=== What you have to do ===
Show all lines below holding the string "theMetaData".

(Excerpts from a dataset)
::::::::::

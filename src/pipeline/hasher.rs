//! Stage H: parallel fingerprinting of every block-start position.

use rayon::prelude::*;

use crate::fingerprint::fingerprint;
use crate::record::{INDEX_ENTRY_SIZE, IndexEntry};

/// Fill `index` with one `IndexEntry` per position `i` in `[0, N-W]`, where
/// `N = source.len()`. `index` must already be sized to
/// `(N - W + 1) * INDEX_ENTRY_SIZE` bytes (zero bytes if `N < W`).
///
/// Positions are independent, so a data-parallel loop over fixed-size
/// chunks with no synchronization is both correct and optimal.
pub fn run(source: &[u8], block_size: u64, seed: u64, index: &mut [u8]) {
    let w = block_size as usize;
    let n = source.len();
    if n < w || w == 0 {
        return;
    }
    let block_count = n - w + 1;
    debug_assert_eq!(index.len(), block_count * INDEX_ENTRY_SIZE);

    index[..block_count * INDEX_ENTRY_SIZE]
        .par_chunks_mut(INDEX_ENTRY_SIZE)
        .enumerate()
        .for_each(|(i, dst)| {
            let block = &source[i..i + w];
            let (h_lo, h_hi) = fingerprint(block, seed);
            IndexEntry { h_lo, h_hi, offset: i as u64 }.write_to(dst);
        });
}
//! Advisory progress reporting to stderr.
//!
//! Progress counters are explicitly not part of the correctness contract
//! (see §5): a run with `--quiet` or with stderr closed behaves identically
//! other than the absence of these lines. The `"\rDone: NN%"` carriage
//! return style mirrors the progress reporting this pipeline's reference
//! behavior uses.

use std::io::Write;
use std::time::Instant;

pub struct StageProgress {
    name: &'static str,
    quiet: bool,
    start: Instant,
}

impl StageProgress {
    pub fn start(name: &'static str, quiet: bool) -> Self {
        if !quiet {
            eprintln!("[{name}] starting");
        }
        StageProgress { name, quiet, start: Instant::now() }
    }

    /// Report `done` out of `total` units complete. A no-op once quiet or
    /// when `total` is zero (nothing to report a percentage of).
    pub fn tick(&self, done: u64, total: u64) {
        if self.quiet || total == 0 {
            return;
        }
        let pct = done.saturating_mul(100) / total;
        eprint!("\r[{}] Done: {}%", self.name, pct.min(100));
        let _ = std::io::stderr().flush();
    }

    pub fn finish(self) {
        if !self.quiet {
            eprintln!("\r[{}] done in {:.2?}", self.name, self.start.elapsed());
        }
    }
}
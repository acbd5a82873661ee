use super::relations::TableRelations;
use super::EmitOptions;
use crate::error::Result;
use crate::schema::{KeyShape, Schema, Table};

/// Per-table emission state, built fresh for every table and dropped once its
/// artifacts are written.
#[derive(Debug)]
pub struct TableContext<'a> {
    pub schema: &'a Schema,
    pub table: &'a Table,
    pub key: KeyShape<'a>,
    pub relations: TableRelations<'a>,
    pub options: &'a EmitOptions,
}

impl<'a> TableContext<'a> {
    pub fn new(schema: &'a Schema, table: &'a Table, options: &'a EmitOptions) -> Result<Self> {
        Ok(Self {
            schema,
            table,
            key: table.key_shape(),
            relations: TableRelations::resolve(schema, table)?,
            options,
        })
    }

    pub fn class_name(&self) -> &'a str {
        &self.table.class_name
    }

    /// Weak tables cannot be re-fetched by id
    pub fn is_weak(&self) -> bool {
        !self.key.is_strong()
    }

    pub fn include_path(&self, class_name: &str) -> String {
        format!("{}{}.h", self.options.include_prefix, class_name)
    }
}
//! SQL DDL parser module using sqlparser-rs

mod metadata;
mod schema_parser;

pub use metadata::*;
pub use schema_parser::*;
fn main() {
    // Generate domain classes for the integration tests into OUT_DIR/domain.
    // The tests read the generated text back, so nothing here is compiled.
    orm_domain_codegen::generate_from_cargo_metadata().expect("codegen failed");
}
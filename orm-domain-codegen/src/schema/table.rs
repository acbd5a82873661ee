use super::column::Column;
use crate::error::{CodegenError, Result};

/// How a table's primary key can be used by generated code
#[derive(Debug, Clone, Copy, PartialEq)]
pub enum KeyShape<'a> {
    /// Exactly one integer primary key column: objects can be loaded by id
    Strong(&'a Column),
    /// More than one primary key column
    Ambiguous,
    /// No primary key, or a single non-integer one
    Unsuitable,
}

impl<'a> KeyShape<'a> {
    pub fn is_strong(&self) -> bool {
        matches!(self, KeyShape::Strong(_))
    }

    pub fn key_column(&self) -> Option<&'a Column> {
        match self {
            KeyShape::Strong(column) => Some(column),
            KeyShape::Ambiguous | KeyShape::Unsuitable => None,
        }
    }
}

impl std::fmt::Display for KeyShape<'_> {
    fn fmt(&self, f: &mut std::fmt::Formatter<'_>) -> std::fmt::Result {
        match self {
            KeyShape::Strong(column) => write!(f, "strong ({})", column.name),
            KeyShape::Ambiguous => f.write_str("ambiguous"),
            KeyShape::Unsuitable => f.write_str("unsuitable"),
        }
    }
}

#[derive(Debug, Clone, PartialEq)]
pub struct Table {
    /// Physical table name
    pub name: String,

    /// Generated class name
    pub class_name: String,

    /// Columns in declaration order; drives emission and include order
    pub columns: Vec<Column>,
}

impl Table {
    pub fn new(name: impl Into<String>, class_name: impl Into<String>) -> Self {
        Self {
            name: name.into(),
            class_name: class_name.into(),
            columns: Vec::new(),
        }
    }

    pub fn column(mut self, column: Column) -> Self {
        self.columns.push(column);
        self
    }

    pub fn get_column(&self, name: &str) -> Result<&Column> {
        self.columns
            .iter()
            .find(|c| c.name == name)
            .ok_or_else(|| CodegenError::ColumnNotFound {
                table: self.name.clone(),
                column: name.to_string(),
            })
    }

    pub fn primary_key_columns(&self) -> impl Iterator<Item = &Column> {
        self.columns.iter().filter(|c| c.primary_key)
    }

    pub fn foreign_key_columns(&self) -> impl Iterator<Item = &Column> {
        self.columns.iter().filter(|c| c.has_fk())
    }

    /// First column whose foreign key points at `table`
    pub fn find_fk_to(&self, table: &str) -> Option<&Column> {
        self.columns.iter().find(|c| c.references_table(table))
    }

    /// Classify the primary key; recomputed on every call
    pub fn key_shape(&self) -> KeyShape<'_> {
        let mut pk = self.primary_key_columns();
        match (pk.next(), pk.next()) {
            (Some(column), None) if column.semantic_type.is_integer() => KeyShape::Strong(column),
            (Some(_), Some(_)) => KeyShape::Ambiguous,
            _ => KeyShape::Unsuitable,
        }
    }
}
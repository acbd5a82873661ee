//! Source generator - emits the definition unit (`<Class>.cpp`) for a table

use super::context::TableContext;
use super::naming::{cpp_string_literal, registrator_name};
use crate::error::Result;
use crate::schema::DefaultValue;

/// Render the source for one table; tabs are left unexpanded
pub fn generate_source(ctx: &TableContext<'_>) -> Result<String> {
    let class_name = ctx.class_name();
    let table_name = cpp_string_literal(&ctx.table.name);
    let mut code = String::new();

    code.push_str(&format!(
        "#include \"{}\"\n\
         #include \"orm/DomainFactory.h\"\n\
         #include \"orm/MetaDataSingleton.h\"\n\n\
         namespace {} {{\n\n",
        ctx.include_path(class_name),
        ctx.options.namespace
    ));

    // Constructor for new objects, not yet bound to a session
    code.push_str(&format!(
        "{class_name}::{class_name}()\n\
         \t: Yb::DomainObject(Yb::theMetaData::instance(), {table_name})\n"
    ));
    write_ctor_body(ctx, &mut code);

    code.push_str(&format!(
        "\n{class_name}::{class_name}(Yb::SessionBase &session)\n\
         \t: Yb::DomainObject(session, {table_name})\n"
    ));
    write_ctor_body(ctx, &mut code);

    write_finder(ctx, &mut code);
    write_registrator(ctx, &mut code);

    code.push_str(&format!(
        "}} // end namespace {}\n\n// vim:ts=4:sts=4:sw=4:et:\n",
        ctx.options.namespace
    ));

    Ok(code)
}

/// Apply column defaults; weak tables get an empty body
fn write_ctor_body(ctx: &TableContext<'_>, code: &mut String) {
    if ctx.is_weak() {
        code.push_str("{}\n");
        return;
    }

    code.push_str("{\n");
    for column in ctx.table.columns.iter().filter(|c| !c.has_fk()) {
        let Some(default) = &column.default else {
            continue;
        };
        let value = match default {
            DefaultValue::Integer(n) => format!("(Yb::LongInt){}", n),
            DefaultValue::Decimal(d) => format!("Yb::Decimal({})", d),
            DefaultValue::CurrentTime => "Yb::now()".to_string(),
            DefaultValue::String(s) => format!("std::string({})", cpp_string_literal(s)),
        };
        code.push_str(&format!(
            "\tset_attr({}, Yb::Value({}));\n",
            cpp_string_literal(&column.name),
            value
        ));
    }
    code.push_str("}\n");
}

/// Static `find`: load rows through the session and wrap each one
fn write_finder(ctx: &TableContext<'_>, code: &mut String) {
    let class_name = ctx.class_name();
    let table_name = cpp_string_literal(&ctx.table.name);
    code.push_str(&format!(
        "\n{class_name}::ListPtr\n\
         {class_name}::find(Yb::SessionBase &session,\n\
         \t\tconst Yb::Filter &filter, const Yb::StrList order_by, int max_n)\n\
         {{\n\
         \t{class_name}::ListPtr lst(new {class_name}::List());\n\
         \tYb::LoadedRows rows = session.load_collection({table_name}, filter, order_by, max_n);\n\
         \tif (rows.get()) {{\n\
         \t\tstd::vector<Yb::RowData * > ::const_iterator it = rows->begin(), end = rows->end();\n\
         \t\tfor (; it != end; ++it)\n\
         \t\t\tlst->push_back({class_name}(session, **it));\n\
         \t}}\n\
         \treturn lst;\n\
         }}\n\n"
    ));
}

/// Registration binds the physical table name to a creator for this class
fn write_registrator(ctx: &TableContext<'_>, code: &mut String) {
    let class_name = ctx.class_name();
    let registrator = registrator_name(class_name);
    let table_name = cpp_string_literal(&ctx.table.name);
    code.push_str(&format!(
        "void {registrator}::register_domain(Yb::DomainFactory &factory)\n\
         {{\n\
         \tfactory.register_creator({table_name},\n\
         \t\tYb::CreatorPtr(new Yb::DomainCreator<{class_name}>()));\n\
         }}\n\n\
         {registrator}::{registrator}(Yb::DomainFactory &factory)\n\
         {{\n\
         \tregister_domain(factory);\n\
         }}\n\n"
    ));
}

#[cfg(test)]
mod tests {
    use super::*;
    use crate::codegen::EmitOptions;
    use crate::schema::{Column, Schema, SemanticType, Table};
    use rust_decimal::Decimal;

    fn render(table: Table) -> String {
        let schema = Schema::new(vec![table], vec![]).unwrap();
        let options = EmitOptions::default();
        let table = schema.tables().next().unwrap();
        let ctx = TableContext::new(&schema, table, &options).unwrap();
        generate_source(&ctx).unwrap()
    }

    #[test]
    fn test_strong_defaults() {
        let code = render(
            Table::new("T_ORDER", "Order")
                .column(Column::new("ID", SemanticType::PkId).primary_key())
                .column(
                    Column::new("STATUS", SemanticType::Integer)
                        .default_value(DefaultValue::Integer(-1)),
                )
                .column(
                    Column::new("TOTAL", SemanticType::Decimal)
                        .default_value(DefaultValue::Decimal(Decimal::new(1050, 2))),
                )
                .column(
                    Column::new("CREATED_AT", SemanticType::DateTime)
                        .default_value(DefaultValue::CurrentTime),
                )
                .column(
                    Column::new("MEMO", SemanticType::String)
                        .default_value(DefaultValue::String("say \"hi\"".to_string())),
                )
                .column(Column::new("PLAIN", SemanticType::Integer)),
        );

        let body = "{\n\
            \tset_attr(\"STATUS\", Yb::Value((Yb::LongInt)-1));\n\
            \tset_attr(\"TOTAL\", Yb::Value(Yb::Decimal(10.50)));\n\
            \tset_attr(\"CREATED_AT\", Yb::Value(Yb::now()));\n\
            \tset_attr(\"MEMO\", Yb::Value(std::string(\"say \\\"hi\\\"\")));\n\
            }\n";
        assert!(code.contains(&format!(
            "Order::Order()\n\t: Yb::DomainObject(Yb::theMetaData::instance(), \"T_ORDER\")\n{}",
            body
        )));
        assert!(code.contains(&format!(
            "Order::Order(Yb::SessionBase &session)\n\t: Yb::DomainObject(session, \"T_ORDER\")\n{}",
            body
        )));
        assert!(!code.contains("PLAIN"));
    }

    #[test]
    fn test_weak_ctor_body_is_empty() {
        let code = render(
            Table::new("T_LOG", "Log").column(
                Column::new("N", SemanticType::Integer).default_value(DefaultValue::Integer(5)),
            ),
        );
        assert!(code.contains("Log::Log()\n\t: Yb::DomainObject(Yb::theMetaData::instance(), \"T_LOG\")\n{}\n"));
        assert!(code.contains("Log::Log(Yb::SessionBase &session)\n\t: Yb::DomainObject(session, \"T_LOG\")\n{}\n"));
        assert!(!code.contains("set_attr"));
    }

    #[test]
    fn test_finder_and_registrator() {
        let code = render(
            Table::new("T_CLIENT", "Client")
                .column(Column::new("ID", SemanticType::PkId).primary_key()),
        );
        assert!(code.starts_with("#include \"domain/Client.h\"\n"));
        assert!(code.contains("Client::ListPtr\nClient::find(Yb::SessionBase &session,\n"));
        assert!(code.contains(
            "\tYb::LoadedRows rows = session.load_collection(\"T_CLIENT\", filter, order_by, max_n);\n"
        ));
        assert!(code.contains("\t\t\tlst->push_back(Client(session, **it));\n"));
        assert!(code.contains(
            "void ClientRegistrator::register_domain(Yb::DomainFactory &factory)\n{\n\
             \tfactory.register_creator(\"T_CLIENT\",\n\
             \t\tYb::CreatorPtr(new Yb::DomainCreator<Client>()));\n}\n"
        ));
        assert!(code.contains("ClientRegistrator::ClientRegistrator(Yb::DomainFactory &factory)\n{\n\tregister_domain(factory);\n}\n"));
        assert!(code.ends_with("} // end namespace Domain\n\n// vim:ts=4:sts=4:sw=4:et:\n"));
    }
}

::::::::::

=== Exercise response ===
         \t: Yb::DomainObject(Yb::theMetaData::instance(), {table_name})\n"
            "Order::Order()\n\t: Yb::DomainObject(Yb::theMetaData::instance(), \"T_ORDER\")\n{}",
        assert!(code.contains("Log::Log()\n\t: Yb::DomainObject(Yb::theMetaData::instance(), \"T_LOG\")\n{}\n"));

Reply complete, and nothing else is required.